You can count the number of wins the Harvard field hockey team chalked up this year on one hand--without using your thumb or even your pinkie.
It takes two full hands to count the number of goals the stickwomen scored.
And only an octopus or a statistics major--or maybe both in a joint research effort--could calculate the number of saves Harvard netminder Denise Katsias recorded.
Which shows just what kind of team the Crimson had:
A defensive team. That didn't score much. And didn't win much.
But Harvard was one of the most impressive 3-8-4 squads (with only 10 goals all season) around.
After all, five of its losses came to nationally ranked teams and one of its ties was with 6th-ranked Boston College.
The Crimson even beat Springfield, then ranked 12th, 1-0; all this with a starting lineup that included five sophomores and a freshman goalie.
With a 1-1 deadlock at Yale November 9, Harvard wound up with a 2-2-2 Ivy record, good enough for second place in the league.
This was a marked improvement over last year's 1-5 ledger that pushed the Crimson into the Ivy cellar for the first time in its history.
And it's probably a good bet that this young Crimson squad--although it will lose senior starters Linda Runyon, Bambi Taylor, Anne Kelly and Alicia Clifton--will be in the thick of the Ivy race next year.
"We have high expectations for next season," sophomore midfielder Leelee Groome says.
Katsias (three-time Ivy League Honorable Mention Player of the Week) recorded an astounding 144 saves this year and will be back to anchor a defense that has been stellar.
Like her teammates, the freshman goalkeeper turned in some great performances against top-ranked teams.
Katsias allowed only one late goal--on a penalty stroke--to seventh-ranked New Hampshire.
The University of Connecticut, now the nation's number one team, scored two early goals on Katsias but was then shut down--despite reeling off 27 shots.
Ninth-ranked Boston University was held for 63 minutes before it put one by Katsias.
But in the six games this year in which Katsias allowed only one goal, the Crimson's record was 0-3-3--which tells you something about the Cantab offense.
"We need someone who is a hog and can go in there and score," Clifton says.
Harvard may need look no farther for that hog than its front line of Kate Felsen, Cindi Ersek and Gia Barresi, a trio that tallied six times this year.
Barresi, however, may find herself leading the defense from the sweeper position next year, something she did convincingly against Yale when Kelly was sidelined with a five-minute penalty.
"We know Gia can play anywhere," says Harvard Assistant Coach Sue Caples.
Barresi--next year's captain along with defender Jenny Pyle--is more than ready for the challenge.
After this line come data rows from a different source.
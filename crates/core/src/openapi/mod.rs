//! OpenAPI to MCP tool wrapper generation.

pub mod emitter;
pub mod error;
pub mod ir;
pub mod spec;

pub use emitter::{GenerateOptions, Generated, generate};
pub use error::{DocumentFormat, OpenApiError};
pub use spec::OpenApiSpec;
And, like her teammates, she can hardly wait for the next campaign.
"The season's just ending and I can't wait until next year," Barresi says.
The odds are good that the Crimson's next campaign will be better than its last. And if the offense shapes up Harvard may even snag its first Ivy crown ever.
So stick around.
THE NOTEBOOK AWARDS: MOST VALUABLE PLAYER: Co-Captain Kelly for her leadership and fine defense. ROOKIE OF THE YEAR: Katsias, for obvious reasons, although freshman midfielder Sharon Kosakowski played well in the second half of the season. BEST DRESSED: To Groome for sporting a blood-red pair of $80 Air-Jordan sneakers in the Crimson's game against Brown.